Tuesday, January 25, 2011

What direction for long rates?

Looking at the yield curve may tell us that the bond market sell-off has gone too far. Taking mid-August as the starting point. The long-bond has increased by 85 bps from 3.71 to 4.57. The spread versus three-month bills is 440 bps. Even the 2-year - 30-year yields have a differential of over 400 bps. Fed policy is keeping the short-rates artificially low so the yield spread may not have the same information value, but the numbers are very wide.

Looking at the simple 2% inflation rule suggests that long-term growth will be about 2% with some room for a risk premium. By this measure the current yields seem to be reasonable. If growth or inflation come in higher, there is actually room for this spread to get wider and for long rates to increase even more. Any flattening may come from the front-end moving higher. If you are in the high growth camp with controlled inflation, there is more bad news ahead for the bond market.
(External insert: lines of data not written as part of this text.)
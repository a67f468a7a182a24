use std::fs::File;
use std::io::{BufRead, BufReader};
use std::path::{Path, PathBuf};

use crate::error::AttendanceError;

/// One parsed input line.
#[derive(Debug, Clone, PartialEq, Eq)]
pub struct AttendanceEvent {
    pub user: String,
    pub day: String,
}

/// Split a line into exactly two whitespace-separated tokens: user and day.
/// The day token is not checked here.
pub fn parse_line(line: &str) -> Result<AttendanceEvent, AttendanceError> {
    let mut tokens = line.split_whitespace();
    match (tokens.next(), tokens.next(), tokens.next()) {
        (Some(user), Some(day), None) => Ok(AttendanceEvent {
            user: user.to_string(),
            day: day.to_string(),
        }),
        _ => Err(AttendanceError::MalformedLine {
            line: line.trim().to_string(),
        }),
    }
}

/// A line-oriented attendance log.
pub struct LogSource<R> {
    path: PathBuf,
    reader: R,
}

impl LogSource<BufReader<File>> {
    /// Open a log file. Failure here is fatal for the run.
    pub fn open(path: &Path) -> Result<Self, AttendanceError> {
        let file = File::open(path).map_err(|source| AttendanceError::SourceUnavailable {
            path: path.to_path_buf(),
            source,
        })?;
        Ok(Self {
            path: path.to_path_buf(),
            reader: BufReader::new(file),
        })
    }
}

impl<R: BufRead> LogSource<R> {
    /// Wrap an already-open reader; `path` is only used in error messages.
    pub fn from_reader(path: impl Into<PathBuf>, reader: R) -> Self {
        Self {
            path: path.into(),
            reader,
        }
    }

    pub fn path(&self) -> &Path {
        &self.path
    }

    /// Lines of the log, without the trailing newline.
    ///
    /// The outer `Result` is the read itself; a failure there ends the stream
    /// with `SourceUnavailable`. The inner one rejects a line that is not
    /// UTF-8 as `MalformedLine`, so only that line is lost.
    pub fn lines(
        self,
    ) -> impl Iterator<Item = Result<Result<String, AttendanceError>, AttendanceError>> {
        let LogSource { path, mut reader } = self;
        let mut buf = Vec::new();
        let mut failed = false;
        std::iter::from_fn(move || {
            if failed {
                return None;
            }
            buf.clear();
            match reader.read_until(b'\n', &mut buf) {
                Ok(0) => None,
                Ok(_) => {
                    if buf.last() == Some(&b'\n') {
                        buf.pop();
                    }
                    Some(Ok(decode_line(&buf)))
                }
                Err(source) => {
                    failed = true;
                    Some(Err(AttendanceError::SourceUnavailable {
                        path: path.clone(),
                        source,
                    }))
                }
            }
        })
    }
}

fn decode_line(bytes: &[u8]) -> Result<String, AttendanceError> {
    String::from_utf8(bytes.to_vec()).map_err(|_| AttendanceError::MalformedLine {
        line: String::from_utf8_lossy(bytes).trim().to_string(),
    })
}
The new paradigm of slower growth and the potential for soft price increases suggests that a rally is ahead. Inflation coming in below 25 with soft growth will mean lower yields.

This is the bond world of two extremes and is one reason for the high volatility. Any change in the marginal investors to one camp or the other will lead to a wild bond price swing.

The tie breaker is the pull of fiscal supply. If the economy does better, here will be a increase in demand for private funding. Pressure will build in the interest rate markets if there is not a decline in government spending. On the other hand, if growth is slow, there will be continued high budget deficits which will provide a headwind from allowing rates to move lower. In all cases, a loanable funds story suggests rates are going higher. Certainly higher growth will mean a decline in savings which again will place pressure on rates.

Though the battle of the two extremes will continue, we still argue that there will be longer-term bias toward higher rates.